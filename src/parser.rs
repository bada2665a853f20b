use crate::{
    ast::{Identifier, Operand, PredicateNode, Token, TokenKind},
    error::{ParseError, ParseResult, SyntaxError},
    lexer::Lexer,
    limits::Limits,
    value::Value,
};
use std::collections::HashMap;
use std::mem;

/// Parse a filter expression with the default [`Limits`].
///
/// # Examples
///
/// ```
/// use where_lang::ast::{OperatorKind, Operand, PredicateNode};
/// use where_lang::value::Value;
///
/// let tree = where_lang::parse(r#"name~*"john""#).unwrap();
/// match tree {
///     PredicateNode::Comparison { field, operator, rhs } => {
///         assert_eq!(field.as_str(), "name");
///         assert_eq!(operator, OperatorKind::ILike);
///         assert_eq!(rhs, Operand::Value(Value::String("john".into())));
///     }
///     _ => panic!("expected a comparison"),
/// }
/// ```
pub fn parse(input: &str) -> ParseResult<PredicateNode> {
    parse_with_limits(input, &Limits::default())
}

/// Parse a filter expression, rejecting input that exceeds `limits`.
///
/// The whole input must form exactly one expression. The first error aborts
/// the parse and no partial tree is returned.
///
/// # Errors
///
/// - [`ParseError::TooLong`] if the input is longer than `limits.max_input_len`
/// - [`ParseError::Lex`] for characters or literals the lexer can't read
/// - [`ParseError::Syntax`] for tokens in the wrong place, including
///   trailing input after a complete expression
/// - [`ParseError::TooDeep`] if nesting exceeds `limits.max_depth`
pub fn parse_with_limits(input: &str, limits: &Limits) -> ParseResult<PredicateNode> {
    if input.len() > limits.max_input_len {
        let err = ParseError::TooLong {
            length: input.len(),
            limit: limits.max_input_len,
        };
        tracing::debug!(category = %err.category(), "rejected filter: {err}");
        return Err(err);
    }

    let result = Parser::with_limits(Lexer::new(input), *limits).and_then(|mut p| p.parse());

    match &result {
        Ok(tree) => tracing::debug!(len = input.len(), depth = tree.depth(), "parsed filter"),
        Err(err) => tracing::debug!(
            len = input.len(),
            category = %err.category(),
            offset = err.offset(),
            "rejected filter: {err}"
        ),
    }
    result
}

/// Recursive-descent parser over a token stream.
///
/// Precedence from loosest to tightest: `|`, `&`, `!`, atom.
///
/// ```text
/// expr           := or
/// or             := and_or_tighter ('|' or)?
/// and_or_tighter := not_or_tighter ('&' and_or_tighter)?
/// not_or_tighter := '!' atom | atom
/// atom           := '(' expr ')' | comparison | value
/// comparison     := IDENT op rhs
/// rhs            := IDENT | value | '(' rhs ')'
/// ```
///
/// Chains of the same operator are read in a loop and nested to the right.
pub struct Parser<'a> {
    lexer: Lexer<'a>,
    current_token: Token,
    limits: Limits,
    depth: usize,
    terms: usize,
}

impl<'a> Parser<'a> {
    pub fn new(lexer: Lexer<'a>) -> ParseResult<Self> {
        Self::with_limits(lexer, Limits::default())
    }

    pub fn with_limits(mut lexer: Lexer<'a>, limits: Limits) -> ParseResult<Self> {
        let current_token = lexer.next_token()?;
        Ok(Parser {
            lexer,
            current_token,
            limits,
            depth: 0,
            terms: 0,
        })
    }

    /// Move to the next token, returning the one just consumed.
    fn advance(&mut self) -> ParseResult<Token> {
        let next = self.lexer.next_token()?;
        Ok(mem::replace(&mut self.current_token, next))
    }

    fn expect(&mut self, expected: TokenKind) -> ParseResult<Token> {
        if !self.check(&expected) {
            return Err(self.unexpected(format!("'{}'", expected.symbol())));
        }
        self.advance()
    }

    fn check(&self, token: &TokenKind) -> bool {
        mem::discriminant(&self.current_token.kind) == mem::discriminant(token)
    }

    fn unexpected(&self, expected: impl Into<String>) -> ParseError {
        SyntaxError::new(
            self.current_token.offset,
            expected,
            self.current_token.kind.describe(),
        )
        .into()
    }

    /// Step one level deeper, failing once the depth limit is passed.
    fn enter(&mut self) -> ParseResult<()> {
        self.depth += 1;
        if self.depth > self.limits.max_depth {
            return Err(ParseError::TooDeep {
                limit: self.limits.max_depth,
                offset: self.current_token.offset,
            });
        }
        Ok(())
    }

    fn leave(&mut self) {
        self.depth -= 1;
    }

    /// Count one comparison or bare literal against the term limit.
    fn count_term(&mut self) -> ParseResult<()> {
        self.terms += 1;
        if self.terms > self.limits.max_terms {
            return Err(ParseError::TooManyTerms {
                limit: self.limits.max_terms,
                offset: self.current_token.offset,
            });
        }
        Ok(())
    }

    /// Run `f` one nesting level deeper.
    fn nested<T>(&mut self, f: impl FnOnce(&mut Self) -> ParseResult<T>) -> ParseResult<T> {
        self.enter()?;
        let result = f(self);
        self.leave();
        result
    }

    /// Parse a complete expression and require the input to end after it.
    pub fn parse(&mut self) -> ParseResult<PredicateNode> {
        let expr = self.parse_expression()?;
        if !self.current_token.is_eof() {
            return Err(self.unexpected("end of input"));
        }
        Ok(expr)
    }

    pub fn parse_expression(&mut self) -> ParseResult<PredicateNode> {
        self.parse_or()
    }

    fn parse_or(&mut self) -> ParseResult<PredicateNode> {
        let first = self.parse_and()?;
        let mut rest = Vec::new();

        while self.check(&TokenKind::Pipe) {
            self.advance()?;
            rest.push(self.parse_and()?);
        }
        Ok(join_right(first, rest, PredicateNode::or))
    }

    fn parse_and(&mut self) -> ParseResult<PredicateNode> {
        let first = self.parse_not()?;
        let mut rest = Vec::new();

        while self.check(&TokenKind::Ampersand) {
            self.advance()?;
            rest.push(self.parse_not()?);
        }
        Ok(join_right(first, rest, PredicateNode::and))
    }

    fn parse_not(&mut self) -> ParseResult<PredicateNode> {
        if self.check(&TokenKind::Exclamation) {
            self.advance()?;
            let operand = self.nested(Self::parse_atom)?;
            return Ok(PredicateNode::negate(operand));
        }
        self.parse_atom()
    }

    /// Parse atoms: a group, a comparison, or a bare literal.
    fn parse_atom(&mut self) -> ParseResult<PredicateNode> {
        match &self.current_token.kind {
            TokenKind::LParen => {
                self.advance()?;
                let expr = self.nested(Self::parse_expression)?;
                self.expect(TokenKind::RParen)?;
                Ok(expr)
            }
            TokenKind::Identifier(_) => {
                self.count_term()?;
                self.parse_comparison()
            }
            kind if kind.starts_value() => {
                self.count_term()?;
                Ok(PredicateNode::Literal(self.parse_value()?))
            }
            _ => Err(self.unexpected("comparison, value or '('")),
        }
    }

    fn parse_comparison(&mut self) -> ParseResult<PredicateNode> {
        let field = self.parse_identifier()?;

        let Some(operator) = self.current_token.kind.operator() else {
            return Err(self.unexpected(format!("comparison operator after '{field}'")));
        };
        self.advance()?;

        let rhs = self.parse_operand()?;
        Ok(PredicateNode::Comparison {
            field,
            operator,
            rhs,
        })
    }

    fn parse_identifier(&mut self) -> ParseResult<Identifier> {
        let token = self.advance()?;
        match token.kind {
            TokenKind::Identifier(name) => Ok(Identifier::from_lexed(name)),
            // callers only get here after checking for an identifier
            other => Err(SyntaxError::new(token.offset, "identifier", other.describe()).into()),
        }
    }

    /// Right-hand side of a comparison: another field, a literal, or either
    /// wrapped in parentheses.
    fn parse_operand(&mut self) -> ParseResult<Operand> {
        match &self.current_token.kind {
            TokenKind::Identifier(_) => Ok(Operand::Field(self.parse_identifier()?)),
            TokenKind::LParen => {
                self.advance()?;
                let operand = self.nested(Self::parse_operand)?;
                self.expect(TokenKind::RParen)?;
                Ok(operand)
            }
            kind if kind.starts_value() => Ok(Operand::Value(self.parse_value()?)),
            _ => Err(self.unexpected("field or value")),
        }
    }

    /// Parse one literal value, recursing into arrays and objects.
    pub fn parse_value(&mut self) -> ParseResult<Value> {
        let value = match &self.current_token.kind {
            TokenKind::LBrace => return self.nested(Self::parse_object_literal),
            TokenKind::LBracket => return self.nested(Self::parse_array_literal),
            TokenKind::String(s) => Value::String(s.clone()),
            TokenKind::Number(n) => Value::Number(*n),
            TokenKind::Boolean(b) => Value::Bool(*b),
            TokenKind::Null => Value::Null,
            _ => return Err(self.unexpected("value")),
        };
        self.advance()?;
        Ok(value)
    }

    fn parse_object_literal(&mut self) -> ParseResult<Value> {
        self.expect(TokenKind::LBrace)?;
        let mut pairs = HashMap::new();

        if self.check(&TokenKind::RBrace) {
            self.advance()?;
            return Ok(Value::Object(pairs));
        }

        loop {
            let key = match &self.current_token.kind {
                TokenKind::String(s) => s.clone(),
                _ => return Err(self.unexpected("string key")),
            };
            self.advance()?;
            self.expect(TokenKind::Colon)?;

            let value = self.parse_value()?;
            if pairs.insert(key, value).is_some() {
                tracing::trace!("duplicate object key, keeping last value");
            }

            match &self.current_token.kind {
                TokenKind::Comma => {
                    self.advance()?;
                }
                TokenKind::RBrace => {
                    self.advance()?;
                    return Ok(Value::Object(pairs));
                }
                _ => return Err(self.unexpected("',' or '}'")),
            }
        }
    }

    fn parse_array_literal(&mut self) -> ParseResult<Value> {
        self.expect(TokenKind::LBracket)?;
        let mut elements = vec![];

        if self.check(&TokenKind::RBracket) {
            self.advance()?;
            return Ok(Value::Array(elements));
        }

        loop {
            elements.push(self.parse_value()?);

            match &self.current_token.kind {
                TokenKind::Comma => {
                    self.advance()?;
                }
                TokenKind::RBracket => {
                    self.advance()?;
                    return Ok(Value::Array(elements));
                }
                _ => return Err(self.unexpected("',' or ']'")),
            }
        }
    }
}

/// Fold a chain `a op b op c` into `op(a, op(b, c))`.
fn join_right(
    first: PredicateNode,
    rest: Vec<PredicateNode>,
    join: fn(PredicateNode, PredicateNode) -> PredicateNode,
) -> PredicateNode {
    let mut terms = rest.into_iter().rev();
    match terms.next() {
        Some(last) => join(first, terms.fold(last, |tail, term| join(term, tail))),
        None => first,
    }
}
━━━━━━━━━━
_ACTION ITEM_: Please return only the lines above, starting at the line that has "nesting level deeper." and ending at the line that has "fn parse_atom(&mut self)", keeping both and leaving each one unchanged.

_OUTPUT FOR THIS EXERCISE_:
    /// Run `f` one nesting level deeper.
    fn nested<T>(&mut self, f: impl FnOnce(&mut Self) -> ParseResult<T>) -> ParseResult<T> {
        self.enter()?;
        let result = f(self);
        self.leave();
        result
    }

    /// Parse a complete expression and require the input to end after it.
    pub fn parse(&mut self) -> ParseResult<PredicateNode> {
        let expr = self.parse_expression()?;
        if !self.current_token.is_eof() {
            return Err(self.unexpected("end of input"));
        }
        Ok(expr)
    }

    pub fn parse_expression(&mut self) -> ParseResult<PredicateNode> {
        self.parse_or()
    }

    fn parse_or(&mut self) -> ParseResult<PredicateNode> {
        let first = self.parse_and()?;
        let mut rest = Vec::new();

        while self.check(&TokenKind::Pipe) {
            self.advance()?;
            rest.push(self.parse_and()?);
        }
        Ok(join_right(first, rest, PredicateNode::or))
    }

    fn parse_and(&mut self) -> ParseResult<PredicateNode> {
        let first = self.parse_not()?;
        let mut rest = Vec::new();

        while self.check(&TokenKind::Ampersand) {
            self.advance()?;
            rest.push(self.parse_not()?);
        }
        Ok(join_right(first, rest, PredicateNode::and))
    }

    fn parse_not(&mut self) -> ParseResult<PredicateNode> {
        if self.check(&TokenKind::Exclamation) {
            self.advance()?;
            let operand = self.nested(Self::parse_atom)?;
            return Ok(PredicateNode::negate(operand));
        }
        self.parse_atom()
    }

    /// Parse atoms: a group, a comparison, or a bare literal.
    fn parse_atom(&mut self) -> ParseResult<PredicateNode> {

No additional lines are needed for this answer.